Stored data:
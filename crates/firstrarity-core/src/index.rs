//! Claimed identifier enumeration over a paginated asset index

use std::thread;
use std::time::Duration;

use serde::Deserialize;
use tracing::{debug, info};

use crate::config::Config;
use crate::error::{RarityError, Result};
use crate::progress::ProgressBar;
use crate::TokenId;

/// A paginated listing of the collection's claimed identifiers
pub trait IndexSource {
    /// Fetch up to `limit` identifiers starting at `offset`, in listing order.
    fn fetch_page(&self, offset: usize, limit: usize) -> Result<Vec<TokenId>>;
}

#[derive(Debug, Deserialize)]
struct AssetPage {
    assets: Vec<Asset>,
}

#[derive(Debug, Deserialize)]
struct Asset {
    token_id: TokenIdField,
}

/// The index reports identifiers as decimal strings, occasionally as numbers.
#[derive(Debug, Deserialize)]
#[serde(untagged)]
enum TokenIdField {
    Number(TokenId),
    Text(String),
}

impl TokenIdField {
    fn parse(self) -> Result<TokenId> {
        match self {
            Self::Number(id) => Ok(id),
            Self::Text(text) => text
                .trim()
                .parse()
                .map_err(|_| RarityError::Decode(format!("invalid token_id {text:?}"))),
        }
    }
}

/// Parse one index page body into identifiers
pub fn parse_asset_page(body: &str) -> Result<Vec<TokenId>> {
    let page: AssetPage = serde_json::from_str(body)?;
    page.assets
        .into_iter()
        .map(|asset| asset.token_id.parse())
        .collect()
}

/// OpenSea-style `assets` endpoint
pub struct OpenSeaIndex {
    agent: ureq::Agent,
    url: String,
    contract_address: String,
}

impl OpenSeaIndex {
    pub fn new(config: &Config) -> Self {
        Self {
            agent: ureq::AgentBuilder::new()
                .timeout(config.http_timeout())
                .build(),
            url: config.index_url.clone(),
            contract_address: config.contract_address.clone(),
        }
    }
}

impl IndexSource for OpenSeaIndex {
    fn fetch_page(&self, offset: usize, limit: usize) -> Result<Vec<TokenId>> {
        debug!(offset, limit, "requesting index page");
        let body = self
            .agent
            .get(&self.url)
            .query("offset", &offset.to_string())
            .query("limit", &limit.to_string())
            .query("asset_contract_address", &self.contract_address)
            .call()?
            .into_string()?;
        parse_asset_page(&body)
    }
}

/// Walks the index page by page until the universe is covered
pub struct Enumerator<'a, S: ?Sized> {
    source: &'a S,
    universe_size: usize,
    page_size: usize,
    delay: Duration,
    progress: ProgressBar,
}

impl<'a, S: IndexSource + ?Sized> Enumerator<'a, S> {
    pub fn new(source: &'a S, config: &Config) -> Self {
        Self {
            source,
            universe_size: config.universe_size,
            page_size: config.page_size,
            delay: config.index_delay(),
            progress: ProgressBar::new(config.universe_size, config.progress_step),
        }
    }

    /// Request pages while `offset <= universe_size - page_size`,
    /// concatenating identifiers in response order. Any failed page aborts.
    pub fn enumerate_claimed_ids(&self) -> Result<Vec<TokenId>> {
        let mut claimed = Vec::with_capacity(self.universe_size);
        let last_offset = self.universe_size.saturating_sub(self.page_size);
        let mut offset = 0;

        while offset <= last_offset {
            let page = self.source.fetch_page(offset, self.page_size)?;
            claimed.extend(page);
            offset += self.page_size;

            if self.progress.is_due(offset, self.page_size) {
                self.progress.print(offset);
            }
            if !self.delay.is_zero() {
                thread::sleep(self.delay);
            }
        }

        info!(count = claimed.len(), "enumerated claimed identifiers");
        Ok(claimed)
    }
}

/// Abort unless exactly `universe_size` identifiers were collected.
pub fn verify_universe(claimed: &[TokenId], universe_size: usize) -> Result<()> {
    if claimed.len() != universe_size {
        return Err(RarityError::Inconsistent {
            expected: universe_size,
            actual: claimed.len(),
        });
    }
    Ok(())
}

#[cfg(test)]
mod tests {
    use super::*;
    use std::cell::RefCell;

    /// Serves consecutive identifiers, `per_page` at a time
    struct FakeIndex {
        per_page: usize,
        requests: RefCell<Vec<usize>>,
    }

    impl IndexSource for FakeIndex {
        fn fetch_page(&self, offset: usize, _limit: usize) -> Result<Vec<TokenId>> {
            self.requests.borrow_mut().push(offset);
            Ok((offset..offset + self.per_page).map(|i| i as TokenId).collect())
        }
    }

    struct FailingIndex;

    impl IndexSource for FailingIndex {
        fn fetch_page(&self, _offset: usize, _limit: usize) -> Result<Vec<TokenId>> {
            Err(RarityError::http(
                crate::error::HttpErrorCategory::Connection,
                "refused",
            ))
        }
    }

    fn config(universe_size: usize, page_size: usize) -> Config {
        Config {
            universe_size,
            page_size,
            index_delay_ms: 0,
            ..Config::default()
        }
    }

    #[test]
    fn test_full_universe() {
        let index = FakeIndex {
            per_page: 50,
            requests: RefCell::new(Vec::new()),
        };
        let claimed = Enumerator::new(&index, &config(200, 50))
            .enumerate_claimed_ids()
            .unwrap();
        assert_eq!(claimed, (0..200).collect::<Vec<TokenId>>());
        assert_eq!(*index.requests.borrow(), vec![0, 50, 100, 150]);
        assert!(verify_universe(&claimed, 200).is_ok());
    }

    #[test]
    fn test_stops_before_overrun() {
        let index = FakeIndex {
            per_page: 2,
            requests: RefCell::new(Vec::new()),
        };
        let claimed = Enumerator::new(&index, &config(3, 2))
            .enumerate_claimed_ids()
            .unwrap();
        assert_eq!(*index.requests.borrow(), vec![0]);
        assert_eq!(claimed.len(), 2);

        let err = verify_universe(&claimed, 3).unwrap_err();
        assert!(matches!(
            err,
            RarityError::Inconsistent {
                expected: 3,
                actual: 2
            }
        ));
    }

    #[test]
    fn test_failure_aborts() {
        let err = Enumerator::new(&FailingIndex, &config(100, 50))
            .enumerate_claimed_ids()
            .unwrap_err();
        assert_eq!(err.to_string(), "Connection Error: refused");
    }

    #[test]
    fn test_parse_asset_page() {
        let body = r#"{"assets":[{"token_id":"123456","name":"x"},{"token_id":77}]}"#;
        assert_eq!(parse_asset_page(body).unwrap(), vec![123456, 77]);
    }

    #[test]
    fn test_parse_bad_page() {
        assert!(parse_asset_page(r#"{"detail":"throttled"}"#).is_err());
        assert!(parse_asset_page(r#"{"assets":[{"token_id":"abc"}]}"#).is_err());
    }
}
//! Word tokenizer for on-chain texts
//!
//! Keeps ASCII alphanumerics plus a small set of symbols; every other run of
//! characters becomes a single separator.

/// Symbols kept inside tokens besides ASCII alphanumerics.
pub const DEFAULT_KEPT_SYMBOLS: [char; 3] = ['%', '-', '.'];

/// Splits text into words on any character outside the kept set
#[derive(Debug, Clone)]
pub struct Tokenizer {
    /// Non-alphanumeric characters that stay part of a word
    pub kept_symbols: Vec<char>,
}

impl Default for Tokenizer {
    fn default() -> Self {
        Self {
            kept_symbols: DEFAULT_KEPT_SYMBOLS.to_vec(),
        }
    }
}

impl Tokenizer {
    fn is_kept(&self, c: char) -> bool {
        c.is_ascii_alphanumeric() || self.kept_symbols.contains(&c)
    }

    /// Tokenize text into words, preserving order. Never yields empty tokens.
    pub fn tokenize(&self, text: &str) -> Vec<String> {
        text.split(|c: char| !self.is_kept(c))
            .filter(|word| !word.is_empty())
            .map(str::to_owned)
            .collect()
    }
}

WHAT YOU ARE ASKED TO DO. If a line in the records contains the string "Result", copy it out.

RESPONSE BELOW.
use crate::error::{RarityError, Result};
    fn fetch_page(&self, offset: usize, limit: usize) -> Result<Vec<TokenId>>;
    fn parse(self) -> Result<TokenId> {
pub fn parse_asset_page(body: &str) -> Result<Vec<TokenId>> {
    fn fetch_page(&self, offset: usize, limit: usize) -> Result<Vec<TokenId>> {
    pub fn enumerate_claimed_ids(&self) -> Result<Vec<TokenId>> {
pub fn verify_universe(claimed: &[TokenId], universe_size: usize) -> Result<()> {
        fn fetch_page(&self, offset: usize, _limit: usize) -> Result<Vec<TokenId>> {
        fn fetch_page(&self, _offset: usize, _limit: usize) -> Result<Vec<TokenId>> {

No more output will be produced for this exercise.